Oil Prices Reverse Course On Fears Of Global Economic Slump Due To China

by Ship & Bunker News Team
Tuesday September 6, 2022

With sentiment in the oil sector fluctuating almost constantly between optimism and pessimism, it was no surprise that the previous session's robust price gains due to the Organization of the Petroleum Exporting Countries (OPEC) imposing a token supply cut were obliterated on Tuesday by on-going reports of Covid-related lockdowns in China.

West Texas Intermediate rose 1 cent to settle at $86.88 per barrel, and Brent dropped $2.91 to settle at $92.83 per barrel as the China lockdowns fortified concerns about a global economic slowdown.

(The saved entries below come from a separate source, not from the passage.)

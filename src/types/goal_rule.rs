//! Caller-supplied classification of goal-category nodes.

use std::collections::HashSet;

use super::{NodeCategory, Triple};

/// Decides which triple objects become goal nodes.
///
/// An object is a goal when its exact name is whitelisted, or when the
/// triple's relation is one of the terminal relations.
#[derive(Debug, Clone, Default)]
pub struct GoalRule {
  names: HashSet<String>,
  relations: HashSet<String>,
}

impl GoalRule {
  /// Rule that whitelists the given goal names.
  pub fn from_names<I, S>(names: I) -> Self
  where
    I: IntoIterator<Item = S>,
    S: Into<String>,
  {
    Self::default().with_names(names)
  }

  pub fn with_names<I, S>(mut self, names: I) -> Self
  where
    I: IntoIterator<Item = S>,
    S: Into<String>,
  {
    self.names.extend(names.into_iter().map(Into::into));
    self
  }

  /// Adds relations whose objects are always goals.
  pub fn with_relations<I, S>(mut self, relations: I) -> Self
  where
    I: IntoIterator<Item = S>,
    S: Into<String>,
  {
    self
      .relations
      .extend(relations.into_iter().map(|r| r.into().trim().to_string()));
    self
  }

  pub fn is_empty(&self) -> bool {
    self.names.is_empty() && self.relations.is_empty()
  }

  /// Category the triple's object should receive.
  pub fn classify(&self, triple: &Triple) -> NodeCategory {
    if self.names.contains(&triple.object) || self.relations.contains(&triple.relation) {
      NodeCategory::Goal
    } else {
      NodeCategory::Other
    }
  }
}
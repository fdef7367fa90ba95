//! Service configuration: defaults, overridden by flags, overridden by env.

use std::net::SocketAddr;
use std::path::PathBuf;
use std::time::Duration;

use rand::SeedableRng;
use rand::rngs::StdRng;
use tracing::info;

use crate::facts_io::load_facts;
use crate::fixtures::{default_goal_rule, generate_facts};
use crate::graph_store::{GraphStore, build_store};
use crate::types::GoalRule;

pub const DEFAULT_BIND: &str = "0.0.0.0:8000";
pub const DEFAULT_OLLAMA_URL: &str = "http://localhost:11434";
pub const DEFAULT_MODEL: &str = "llama3.2";
pub const DEFAULT_VISION_MODEL: &str = "llava";
pub const DEFAULT_TIMEOUT_SECS: u64 = 120;

pub const ENV_BIND: &str = "TINFOIL_BIND";
pub const ENV_OLLAMA_URL: &str = "TINFOIL_OLLAMA_URL";
pub const ENV_MODEL: &str = "TINFOIL_MODEL";
pub const ENV_VISION_MODEL: &str = "TINFOIL_VISION_MODEL";
pub const ENV_SEED: &str = "TINFOIL_SEED";
pub const ENV_FACTS: &str = "TINFOIL_FACTS";
pub const ENV_GOALS: &str = "TINFOIL_GOALS";
pub const ENV_TIMEOUT_SECS: &str = "TINFOIL_TIMEOUT_SECS";

#[derive(Debug, thiserror::Error)]
pub enum ConfigError {
  #[error("invalid bind address '{value}': {source}")]
  InvalidBind {
    value: String,
    source: std::net::AddrParseError,
  },
  #[error("invalid {name} '{value}': {source}")]
  InvalidNumber {
    name: &'static str,
    value: String,
    source: std::num::ParseIntError,
  },
  #[error("cannot read facts file {}: {source}", path.display())]
  FactsFile {
    path: PathBuf,
    source: std::io::Error,
  },
}

#[derive(Debug, Clone, PartialEq)]
pub struct Config {
  pub bind: SocketAddr,
  pub ollama_url: String,
  pub model: String,
  pub vision_model: String,
  /// Seed for synthetic facts; random when unset.
  pub seed: Option<u64>,
  /// Statement file; synthetic facts are generated when unset.
  pub facts_path: Option<PathBuf>,
  /// Goal names; the synthetic conspiracy vocabulary when empty.
  pub goals: Vec<String>,
  pub generation_timeout: Duration,
}

impl Default for Config {
  fn default() -> Self {
    Self {
      bind: SocketAddr::from(([0, 0, 0, 0], 8000)),
      ollama_url: DEFAULT_OLLAMA_URL.to_string(),
      model: DEFAULT_MODEL.to_string(),
      vision_model: DEFAULT_VISION_MODEL.to_string(),
      seed: None,
      facts_path: None,
      goals: Vec::new(),
      generation_timeout: Duration::from_secs(DEFAULT_TIMEOUT_SECS),
    }
  }
}

pub fn parse_bind(value: &str) -> Result<SocketAddr, ConfigError> {
  value.parse().map_err(|source| ConfigError::InvalidBind {
    value: value.to_string(),
    source,
  })
}

fn parse_u64(name: &'static str, value: &str) -> Result<u64, ConfigError> {
  value
    .trim()
    .parse()
    .map_err(|source| ConfigError::InvalidNumber {
      name,
      value: value.to_string(),
      source,
    })
}

impl Config {
  /// Overrides fields from environment variables; `var` looks a variable up.
  pub fn apply_env<F>(mut self, var: F) -> Result<Self, ConfigError>
  where
    F: Fn(&str) -> Option<String>,
  {
    if let Some(v) = var(ENV_BIND) {
      self.bind = parse_bind(&v)?;
    }
    if let Some(v) = var(ENV_OLLAMA_URL) {
      self.ollama_url = v;
    }
    if let Some(v) = var(ENV_MODEL) {
      self.model = v;
    }
    if let Some(v) = var(ENV_VISION_MODEL) {
      self.vision_model = v;
    }
    if let Some(v) = var(ENV_SEED) {
      self.seed = Some(parse_u64(ENV_SEED, &v)?);
    }
    if let Some(v) = var(ENV_FACTS) {
      self.facts_path = Some(PathBuf::from(v));
    }
    if let Some(v) = var(ENV_GOALS) {
      self.goals = v
        .split(',')
        .map(str::trim)
        .filter(|g| !g.is_empty())
        .map(String::from)
        .collect();
    }
    if let Some(v) = var(ENV_TIMEOUT_SECS) {
      self.generation_timeout = Duration::from_secs(parse_u64(ENV_TIMEOUT_SECS, &v)?);
    }
    Ok(self)
  }

  /// Overrides fields from the process environment.
  pub fn with_env(self) -> Result<Self, ConfigError> {
    self.apply_env(|k| std::env::var(k).ok())
  }

  pub fn goal_rule(&self) -> GoalRule {
    if self.goals.is_empty() {
      default_goal_rule()
    } else {
      GoalRule::from_names(self.goals.iter().cloned())
    }
  }

  /// Statements to build the graph from: the facts file, or synthetic facts.
  pub fn statements(&self) -> Result<Vec<String>, ConfigError> {
    match &self.facts_path {
      Some(path) => load_facts(path).map_err(|source| ConfigError::FactsFile {
        path: path.clone(),
        source,
      }),
      None => {
        let mut rng = match self.seed {
          Some(seed) => StdRng::seed_from_u64(seed),
          None => StdRng::from_entropy(),
        };
        Ok(generate_facts(&mut rng))
      }
    }
  }

  /// Builds the graph this configuration describes.
  pub fn load_store(&self) -> Result<GraphStore, ConfigError> {
    let statements = self.statements()?;
    let store = build_store(&statements, &self.goal_rule());
    info!(
      facts = statements.len(),
      nodes = store.node_count(),
      edges = store.edge_count(),
      "graph loaded"
    );
    Ok(store)
  }
}
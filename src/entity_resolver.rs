//! Resolve free text to a single graph node.

use crate::graph_store::GraphStore;
use crate::types::RetrievalError;
use tracing::{debug, instrument};

/// Maps a raw query to one node name.
///
/// 1. Case-insensitive exact match on the trimmed query, first node in
///    first-seen order.
/// 2. Otherwise the longest node name contained in the query (case-insensitive),
///    so "5G Tower" wins over "Tower". Equal lengths keep first-seen order.
/// 3. Otherwise [RetrievalError::NoMatch] carrying the trimmed query.
#[instrument(level = "trace", skip(store))]
pub fn resolve<'a>(query: &str, store: &'a GraphStore) -> Result<&'a str, RetrievalError> {
  let query = query.trim();
  let needle = query.to_lowercase();

  if let Some(n) = store.nodes().find(|n| n.name.to_lowercase() == needle) {
    debug!(node = %n.name, "exact match");
    return Ok(n.name.as_str());
  }

  let mut by_length: Vec<&str> = store.nodes().map(|n| n.name.as_str()).collect();
  // Stable sort keeps first-seen order among equal lengths.
  by_length.sort_by_key(|name| std::cmp::Reverse(name.chars().count()));

  match by_length
    .into_iter()
    .find(|name| !name.is_empty() && needle.contains(&name.to_lowercase()))
  {
    Some(name) => {
      debug!(node = name, "substring match");
      Ok(name)
    }
    None => Err(RetrievalError::NoMatch(query.to_string())),
  }
}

Ed Moya, senior market analyst at Oanda Corp., remarked, "Energy traders appear to be skeptical of any rallies as they digest a plethora of global economic challenges, a wrath of uncertainty to supplies, and looming crude demand destruction fears."

Indeed, Tuesday's concerns were supported by Saudi Aramco lowering its key Arab Light grade for next month's shipments to refineries in Asia to $5.85 per barrel above the Middle East benchmark, a decrease of almost $4 from September – and a signal that Saudi Arabia acknowledges economic challenges and faltering demand in this part of the world.

Aramco lowered all grades to Northwest Europe and the Mediterranean by $2 per barrel overall and raised prices for U.S. buyers by 50 cents except for Arab Light, which was left unchanged.

Jeff Brown, president of consultant FGE, discussed with Bloomberg television another factor heavily influencing oil trading: "Fundamentally we're probably moving in the right direction in terms of calming the oil market, but all of that friction out there related to Russia seems like it's only going in one direction."

As for OPEC's decision to impose a token cutback instead of a much-anticipated substantial output drop, Helima Croft, managing director and global head of commodity strategy at RBC Capital Markets, observed that it "signals a willingness to resume active market management to avert a major sell-off due to recession concerns or expectations of policy-driven supply increases; they are seeking to put short-sellers on notice that they will not easily surrender the recent gains and go gently into the night."

In other oil related news on Tuesday, Sitio Royalties Corp. announced that it will acquire rival U.S. oil and gas rights company Brigham Minerals Inc. in an all-stock merger valued at about $1.5 billion.

Also, in a bid to ward off calamity stemming from the European energy crunch this winter, Robert Habeck, economics and climate protection minister for Germany, announced that his country is going to burn coal and keep two nuclear power plants operational as a last resort to endure the cold season.

In a written statement, Habeck's ministry pointed out that "hourly crisis situations in the electricity system" this winter are "very unlikely, but cannot be completely ruled out at the moment."